# Problem statement
Below are some records; return each one exactly as written.
»»
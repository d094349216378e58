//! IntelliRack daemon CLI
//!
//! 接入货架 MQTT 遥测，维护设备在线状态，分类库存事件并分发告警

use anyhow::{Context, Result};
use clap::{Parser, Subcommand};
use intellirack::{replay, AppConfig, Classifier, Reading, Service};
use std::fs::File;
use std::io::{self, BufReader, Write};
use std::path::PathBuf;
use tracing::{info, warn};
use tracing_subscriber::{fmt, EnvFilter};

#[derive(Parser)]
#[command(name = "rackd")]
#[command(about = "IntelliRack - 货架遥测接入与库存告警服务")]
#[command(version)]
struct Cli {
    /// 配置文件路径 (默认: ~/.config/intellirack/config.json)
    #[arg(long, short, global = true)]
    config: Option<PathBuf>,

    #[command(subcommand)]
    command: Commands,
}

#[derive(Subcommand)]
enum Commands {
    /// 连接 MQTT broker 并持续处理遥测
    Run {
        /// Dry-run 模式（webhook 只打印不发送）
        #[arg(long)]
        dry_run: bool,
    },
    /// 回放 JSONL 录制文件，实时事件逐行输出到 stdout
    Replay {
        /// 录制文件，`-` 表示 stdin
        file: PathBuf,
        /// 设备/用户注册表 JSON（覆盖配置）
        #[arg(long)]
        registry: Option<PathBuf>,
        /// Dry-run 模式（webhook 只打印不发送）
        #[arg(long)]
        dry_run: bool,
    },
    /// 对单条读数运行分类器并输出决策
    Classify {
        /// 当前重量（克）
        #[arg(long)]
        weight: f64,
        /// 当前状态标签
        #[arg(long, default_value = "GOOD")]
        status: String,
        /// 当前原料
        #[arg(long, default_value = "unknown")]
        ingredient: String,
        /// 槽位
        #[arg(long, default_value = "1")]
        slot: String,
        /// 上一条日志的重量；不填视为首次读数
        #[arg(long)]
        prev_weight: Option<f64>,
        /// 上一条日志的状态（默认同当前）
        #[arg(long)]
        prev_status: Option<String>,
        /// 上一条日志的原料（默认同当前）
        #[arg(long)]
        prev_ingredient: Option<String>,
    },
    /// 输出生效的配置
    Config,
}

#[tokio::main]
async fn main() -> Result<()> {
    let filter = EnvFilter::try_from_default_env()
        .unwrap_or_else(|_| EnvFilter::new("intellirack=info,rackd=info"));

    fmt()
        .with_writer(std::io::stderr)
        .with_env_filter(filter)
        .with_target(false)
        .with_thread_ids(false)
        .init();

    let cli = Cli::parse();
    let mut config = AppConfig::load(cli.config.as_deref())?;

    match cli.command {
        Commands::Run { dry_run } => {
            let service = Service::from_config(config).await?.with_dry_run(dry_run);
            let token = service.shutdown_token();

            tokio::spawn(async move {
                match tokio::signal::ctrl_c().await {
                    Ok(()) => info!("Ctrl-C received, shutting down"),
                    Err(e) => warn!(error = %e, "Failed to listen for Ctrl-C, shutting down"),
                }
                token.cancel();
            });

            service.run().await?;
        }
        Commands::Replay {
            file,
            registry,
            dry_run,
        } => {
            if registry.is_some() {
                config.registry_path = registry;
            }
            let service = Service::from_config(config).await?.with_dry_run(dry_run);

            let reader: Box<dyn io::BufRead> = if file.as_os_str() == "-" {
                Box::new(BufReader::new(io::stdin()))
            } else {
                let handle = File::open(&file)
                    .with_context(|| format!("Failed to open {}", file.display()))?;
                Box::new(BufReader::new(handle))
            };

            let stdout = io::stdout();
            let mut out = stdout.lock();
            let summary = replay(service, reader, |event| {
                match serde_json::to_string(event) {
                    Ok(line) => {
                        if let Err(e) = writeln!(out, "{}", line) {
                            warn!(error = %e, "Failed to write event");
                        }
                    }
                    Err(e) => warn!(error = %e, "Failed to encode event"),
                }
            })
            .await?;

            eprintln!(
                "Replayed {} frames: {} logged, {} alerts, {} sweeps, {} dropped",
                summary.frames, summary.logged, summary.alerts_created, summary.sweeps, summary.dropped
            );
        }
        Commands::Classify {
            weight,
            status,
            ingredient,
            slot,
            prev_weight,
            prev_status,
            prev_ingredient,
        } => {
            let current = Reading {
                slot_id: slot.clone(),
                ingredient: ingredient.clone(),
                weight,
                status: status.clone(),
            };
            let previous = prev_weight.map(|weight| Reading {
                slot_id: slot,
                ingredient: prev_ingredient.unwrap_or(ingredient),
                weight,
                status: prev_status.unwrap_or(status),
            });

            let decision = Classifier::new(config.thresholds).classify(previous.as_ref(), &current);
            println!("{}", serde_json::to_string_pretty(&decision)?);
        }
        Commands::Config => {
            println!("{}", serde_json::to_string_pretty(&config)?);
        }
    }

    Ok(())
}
««
# Reply to the task
repository d094349216378e58
//! IntelliRack daemon CLI
//!
//! 接入货架 MQTT 遥测，维护设备在线状态，分类库存事件并分发告警

use anyhow::{Context, Result};
use clap::{Parser, Subcommand};
use intellirack::{replay, AppConfig, Classifier, Reading, Service};
use std::fs::File;
use std::io::{self, BufReader, Write};
use std::path::PathBuf;
use tracing::{info, warn};
use tracing_subscriber::{fmt, EnvFilter};

#[derive(Parser)]
#[command(name = "rackd")]
#[command(about = "IntelliRack - 货架遥测接入与库存告警服务")]
#[command(version)]
struct Cli {
    /// 配置文件路径 (默认: ~/.config/intellirack/config.json)
    #[arg(long, short, global = true)]
    config: Option<PathBuf>,

    #[command(subcommand)]
    command: Commands,
}

#[derive(Subcommand)]
enum Commands {
    /// 连接 MQTT broker 并持续处理遥测
    Run {
        /// Dry-run 模式（webhook 只打印不发送）
        #[arg(long)]
        dry_run: bool,
    },
    /// 回放 JSONL 录制文件，实时事件逐行输出到 stdout
    Replay {
        /// 录制文件，`-` 表示 stdin
        file: PathBuf,
        /// 设备/用户注册表 JSON（覆盖配置）
        #[arg(long)]
        registry: Option<PathBuf>,
        /// Dry-run 模式（webhook 只打印不发送）
        #[arg(long)]
        dry_run: bool,
    },
    /// 对单条读数运行分类器并输出决策
    Classify {
        /// 当前重量（克）
        #[arg(long)]
        weight: f64,
        /// 当前状态标签
        #[arg(long, default_value = "GOOD")]
        status: String,
        /// 当前原料
        #[arg(long, default_value = "unknown")]
        ingredient: String,
        /// 槽位
        #[arg(long, default_value = "1")]
        slot: String,
        /// 上一条日志的重量；不填视为首次读数
        #[arg(long)]
        prev_weight: Option<f64>,
        /// 上一条日志的状态（默认同当前）
        #[arg(long)]
        prev_status: Option<String>,
        /// 上一条日志的原料（默认同当前）
        #[arg(long)]
        prev_ingredient: Option<String>,
    },
    /// 输出生效的配置
    Config,
}

#[tokio::main]
async fn main() -> Result<()> {
    let filter = EnvFilter::try_from_default_env()
        .unwrap_or_else(|_| EnvFilter::new("intellirack=info,rackd=info"));

    fmt()
        .with_writer(std::io::stderr)
        .with_env_filter(filter)
        .with_target(false)
        .with_thread_ids(false)
        .init();

    let cli = Cli::parse();
    let mut config = AppConfig::load(cli.config.as_deref())?;

    match cli.command {
        Commands::Run { dry_run } => {
            let service = Service::from_config(config).await?.with_dry_run(dry_run);
            let token = service.shutdown_token();

            tokio::spawn(async move {
                match tokio::signal::ctrl_c().await {
                    Ok(()) => info!("Ctrl-C received, shutting down"),
                    Err(e) => warn!(error = %e, "Failed to listen for Ctrl-C, shutting down"),
                }
                token.cancel();
            });

            service.run().await?;
        }
        Commands::Replay {
            file,
            registry,
            dry_run,
        } => {
            if registry.is_some() {
                config.registry_path = registry;
            }
            let service = Service::from_config(config).await?.with_dry_run(dry_run);

            let reader: Box<dyn io::BufRead> = if file.as_os_str() == "-" {
                Box::new(BufReader::new(io::stdin()))
            } else {
                let handle = File::open(&file)
                    .with_context(|| format!("Failed to open {}", file.display()))?;
                Box::new(BufReader::new(handle))
            };

            let stdout = io::stdout();
            let mut out = stdout.lock();
            let summary = replay(service, reader, |event| {
                match serde_json::to_string(event) {
                    Ok(line) => {
                        if let Err(e) = writeln!(out, "{}", line) {
                            warn!(error = %e, "Failed to write event");
                        }
                    }
                    Err(e) => warn!(error = %e, "Failed to encode event"),
                }
            })
            .await?;

            eprintln!(
                "Replayed {} frames: {} logged, {} alerts, {} sweeps, {} dropped",
                summary.frames, summary.logged, summary.alerts_created, summary.sweeps, summary.dropped
            );
        }
        Commands::Classify {
            weight,
            status,
            ingredient,
            slot,
            prev_weight,
            prev_status,
            prev_ingredient,
        } => {
            let current = Reading {
                slot_id: slot.clone(),
                ingredient: ingredient.clone(),
                weight,
                status: status.clone(),
            };
            let previous = prev_weight.map(|weight| Reading {
                slot_id: slot,
                ingredient: prev_ingredient.unwrap_or(ingredient),
                weight,
                status: prev_status.unwrap_or(status),
            });

            let decision = Classifier::new(config.thresholds).classify(previous.as_ref(), &current);
            println!("{}", serde_json::to_string_pretty(&decision)?);
        }
        Commands::Config => {
            println!("{}", serde_json::to_string_pretty(&config)?);
        }
    }

    Ok(())
}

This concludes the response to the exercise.